--- Exercise materials ---
-*-

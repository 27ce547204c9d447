//! Sodium DAP CLI - コマンドラインインターフェース
//!
//! Sodiumデバッガブリッジ sodium-dap のREPLインターフェース

use anyhow::{Context, Result};
use clap::Parser;
use rustyline::error::ReadlineError;
use rustyline::DefaultEditor;
use sodium_dap_core::config::DEFAULT_SESSION_ID;
use sodium_dap_core::{
    DebugEvent, PathSanitizer, SessionConfig, SodiumBridge, VariableScope,
};
use std::io::Write;
use std::path::PathBuf;
use std::sync::Arc;
use tokio::sync::mpsc;
use tracing_subscriber::EnvFilter;

/// Sodium DAP - Sodium Debugger Bridge
#[derive(Parser)]
#[command(name = "sodium-dap")]
#[command(version = "0.1.0")]
#[command(about = "Interactive bridge to the Sodium debugger console protocol", long_about = None)]
struct Cli {
    /// Path to the SodiumDebugger executable
    #[arg(long, default_value = r"C:\projects\Sodium\Setup\SodiumDebugger.exe")]
    debugger: PathBuf,

    /// Working directory for the debugger process
    #[arg(long, default_value = r"C:\projects\Sodium\Setup")]
    cwd: PathBuf,

    /// Sodium session id (prompted interactively when omitted)
    #[arg(long)]
    session_id: Option<String>,

    /// Log every command and reply
    #[arg(long)]
    trace: bool,

    /// Step once after attaching instead of running freely
    #[arg(long)]
    stop_on_entry: bool,
}

fn main() -> Result<()> {
    let cli = Cli::parse();

    let default_filter = if cli.trace { "debug" } else { "info" };
    tracing_subscriber::fmt()
        .with_env_filter(
            EnvFilter::try_from_default_env().unwrap_or_else(|_| EnvFilter::new(default_filter)),
        )
        .init();

    println!("Sodium DAP - Sodium Debugger Bridge");
    println!("Version 0.1.0");
    println!();

    let runtime = tokio::runtime::Builder::new_multi_thread()
        .enable_all()
        .build()?;

    let config = SessionConfig {
        debugger_path: cli.debugger,
        working_dir: cli.cwd,
        session_id: cli.session_id,
        trace: cli.trace,
    };

    let (bridge, events) = {
        let _guard = runtime.enter();
        SodiumBridge::connect(
            config,
            PathSanitizer::default(),
            Box::new(prompt_session_id),
        )?
    };
    let bridge = Arc::new(bridge);

    runtime.spawn(print_events(events, bridge.clone()));

    // セッションIDを確定させる（未指定なら対話プロンプト）
    if bridge.initialize().is_none() {
        eprintln!("Warning: no session id supplied; attach will be rejected");
    }

    println!("Set breakpoints, then 'done' and 'attach' to start the session.");
    run_repl(&runtime, &bridge, cli.stop_on_entry)?;

    bridge.terminate();
    Ok(())
}

/// セッションIDの対話プロンプト
fn prompt_session_id() -> Option<String> {
    print!("Sodium Session Id [{}]: ", DEFAULT_SESSION_ID);
    let _ = std::io::stdout().flush();

    let mut input = String::new();
    if std::io::stdin().read_line(&mut input).is_err() {
        return None;
    }
    let trimmed = input.trim();
    if trimmed.is_empty() {
        Some(DEFAULT_SESSION_ID.to_string())
    } else {
        Some(trimmed.to_string())
    }
}

/// ブリッジのイベントを整形して表示する
async fn print_events(mut events: mpsc::UnboundedReceiver<DebugEvent>, bridge: Arc<SodiumBridge>) {
    while let Some(event) = events.recv().await {
        match event {
            DebugEvent::Initialized => println!("Session initialized"),
            DebugEvent::StoppedEntry => println!("Stopped on entry"),
            DebugEvent::StoppedStep => println!("Stopped after step"),
            DebugEvent::StoppedBreakpoint => {
                let stop = bridge.stop_location();
                match stop.breakpoint_id {
                    Some(id) => println!(
                        "Breakpoint {} hit: {} at {}:{}",
                        id, stop.procedure, stop.file, stop.line
                    ),
                    None => println!("Stopped at {}:{}", stop.file, stop.line),
                }
            }
            DebugEvent::StoppedDataBreakpoint => println!("Stopped on data breakpoint"),
            DebugEvent::StoppedException => println!("Stopped on exception"),
            DebugEvent::BreakpointValidated { id, verified } => {
                println!("Breakpoint {} verified: {}", id, verified);
            }
            DebugEvent::Output { text, .. } => println!("{}", text),
            DebugEvent::Terminated => println!("Debug session ended"),
        }
    }
}

/// REPLループを実行する
fn run_repl(
    runtime: &tokio::runtime::Runtime,
    bridge: &Arc<SodiumBridge>,
    stop_on_entry: bool,
) -> Result<()> {
    println!("Type 'help' for available commands, 'quit' to exit.");
    println!();

    let mut rl = DefaultEditor::new()?;

    loop {
        let readline = rl.readline("(sodium) ");
        match readline {
            Ok(line) => {
                let line = line.trim();
                if line.is_empty() {
                    continue;
                }

                rl.add_history_entry(line)?;

                if let Err(e) = handle_command(runtime, bridge, stop_on_entry, line) {
                    eprintln!("Error: {}", e);
                }
            }
            Err(ReadlineError::Interrupted) => {
                println!("CTRL-C");
                break;
            }
            Err(ReadlineError::Eof) => {
                println!("CTRL-D");
                break;
            }
            Err(err) => {
                eprintln!("Error: {:?}", err);
                break;
            }
        }
    }

    Ok(())
}

fn handle_command(
    runtime: &tokio::runtime::Runtime,
    bridge: &Arc<SodiumBridge>,
    stop_on_entry: bool,
    line: &str,
) -> Result<()> {
    let head = line.split_whitespace().next().unwrap_or("");
    let rest = line[head.len()..].trim();

    match head {
        "help" | "h" | "?" => print_help(),
        "quit" | "q" | "exit" => handle_quit(bridge),
        "done" => bridge.configuration_done(),
        "attach" => runtime.block_on(bridge.attach(stop_on_entry))?,
        "break" | "b" => handle_break(runtime, bridge, rest)?,
        "clear" => handle_clear(runtime, bridge, rest)?,
        "delete" => handle_delete(bridge, rest)?,
        "info" => handle_info(bridge, rest),
        "continue" | "c" => runtime.block_on(bridge.continue_exec())?,
        "next" | "n" => runtime.block_on(bridge.next())?,
        "step" | "s" => runtime.block_on(bridge.step_in())?,
        "finish" | "f" => runtime.block_on(bridge.step_out())?,
        "backtrace" | "bt" => handle_backtrace(runtime, bridge)?,
        "locals" | "l" => handle_variables(runtime, bridge, VariableScope::Locals)?,
        "args" => handle_variables(runtime, bridge, VariableScope::Args)?,
        "globals" => handle_variables(runtime, bridge, VariableScope::Globals)?,
        "whatis" | "w" => handle_whatis(runtime, bridge, rest)?,
        "frame" => handle_frame(runtime, bridge, rest)?,
        _ => {
            println!("Unknown command: {}", line);
            println!("Type 'help' for available commands.");
        }
    }

    Ok(())
}

/// Quitコマンドを処理する
fn handle_quit(bridge: &Arc<SodiumBridge>) {
    bridge.terminate();
    println!("Goodbye!");
    std::process::exit(0);
}

/// Breakコマンドを処理する
fn handle_break(
    runtime: &tokio::runtime::Runtime,
    bridge: &Arc<SodiumBridge>,
    loc: &str,
) -> Result<()> {
    let (path, line) = split_location(loc)?;
    let bp = runtime.block_on(bridge.set_breakpoint(path, line))?;
    println!(
        "Breakpoint {} set at {}:{} (awaiting confirmation)",
        bp.provisional_id, path, line
    );
    Ok(())
}

/// Clearコマンドを処理する
fn handle_clear(
    runtime: &tokio::runtime::Runtime,
    bridge: &Arc<SodiumBridge>,
    path: &str,
) -> Result<()> {
    if path.is_empty() {
        println!("Usage: clear <file>");
        return Ok(());
    }
    let removed = runtime.block_on(bridge.clear_breakpoints(path))?;
    println!("Removed {} breakpoint(s) from {}", removed, path);
    Ok(())
}

/// Deleteコマンドを処理する（ローカルのみ）
fn handle_delete(bridge: &Arc<SodiumBridge>, loc: &str) -> Result<()> {
    let (path, line) = split_location(loc)?;
    match bridge.remove_breakpoint(path, line) {
        Some(bp) => println!("Deleted breakpoint {} at {}:{}", bp.id(), path, line),
        None => println!("No breakpoint at {}:{}", path, line),
    }
    Ok(())
}

/// Infoコマンドを処理する
fn handle_info(bridge: &Arc<SodiumBridge>, path: &str) {
    if path.is_empty() {
        println!("Usage: info <file>");
        return;
    }
    let lines = bridge.breakpoint_locations(path);
    if lines.is_empty() {
        println!("No breakpoints in {}", path);
        return;
    }
    println!("Breakpoints in {}:", path);
    for line in lines {
        println!("  line {}", line);
    }
}

/// Backtraceコマンドを処理する
fn handle_backtrace(runtime: &tokio::runtime::Runtime, bridge: &Arc<SodiumBridge>) -> Result<()> {
    let frames = runtime.block_on(bridge.request_stack(0, 1000))?;
    if frames.is_empty() {
        println!("No stack frames");
        return Ok(());
    }
    for (i, frame) in frames.iter().enumerate() {
        println!("  #{} {} at {}:{}", i, frame.name, frame.file, frame.line);
    }
    Ok(())
}

/// 変数問い合わせコマンドを処理する
fn handle_variables(
    runtime: &tokio::runtime::Runtime,
    bridge: &Arc<SodiumBridge>,
    scope: VariableScope,
) -> Result<()> {
    let variables = runtime.block_on(bridge.request_variables(scope))?;
    if variables.is_empty() {
        println!("No variables");
        return Ok(());
    }
    for var in &variables {
        println!(
            "  {} = {} ({})",
            var.name,
            var.value,
            var.type_name.as_deref().unwrap_or("?")
        );
    }
    Ok(())
}

/// Whatisコマンドを処理する
fn handle_whatis(
    runtime: &tokio::runtime::Runtime,
    bridge: &Arc<SodiumBridge>,
    expr: &str,
) -> Result<()> {
    if expr.is_empty() {
        println!("Usage: whatis <expression>");
        return Ok(());
    }
    let value = runtime.block_on(bridge.evaluate(expr))?;
    println!("{} = {}", expr, value);
    Ok(())
}

/// Frameコマンドを処理する
fn handle_frame(
    runtime: &tokio::runtime::Runtime,
    bridge: &Arc<SodiumBridge>,
    index: &str,
) -> Result<()> {
    let index: u32 = index.parse().context("Usage: frame <index>")?;
    runtime.block_on(bridge.set_frame(index))?;
    println!("Selected frame {}", index);
    Ok(())
}

/// `<file>:<line>` 形式の位置指定をパースする
fn split_location(loc: &str) -> Result<(&str, u32)> {
    let (path, line) = loc
        .rsplit_once(':')
        .context("expected a <file>:<line> location")?;
    let line = line.trim().parse().context("line must be a number")?;
    Ok((path, line))
}

fn print_help() {
    println!("Available commands:");
    println!();
    println!("  help            - Show this help message");
    println!("  quit/exit/q     - Kill the debugger and exit");
    println!();
    println!("Session commands:");
    println!("  break <f>:<l>   - Set a breakpoint (b)");
    println!("  clear <f>       - Clear all breakpoints in a file");
    println!("  delete <f>:<l>  - Forget a single breakpoint");
    println!("  info <f>        - List breakpoint lines in a file");
    println!("  done            - Signal that configuration is finished");
    println!("  attach          - Attach to the Sodium session and start");
    println!();
    println!("Execution commands:");
    println!("  continue (c)    - Continue execution");
    println!("  next (n)        - Step over");
    println!("  step (s)        - Step in");
    println!("  finish (f)      - Step out");
    println!();
    println!("Inspection commands:");
    println!("  backtrace (bt)  - Show the stack frames");
    println!("  locals (l)      - Show local variables");
    println!("  args            - Show procedure arguments");
    println!("  globals         - Show global variables");
    println!("  whatis <expr>   - Evaluate an expression (w)");
    println!("  frame <n>       - Select a stack frame");
    println!();
    println!("Examples:");
    println!("  break main.sqlx:6");
    println!("  whatis nTotal");
    println!("  frame 0");
}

-*-

Please give the count of lines in the listing that include the string "done", with no words around it.

3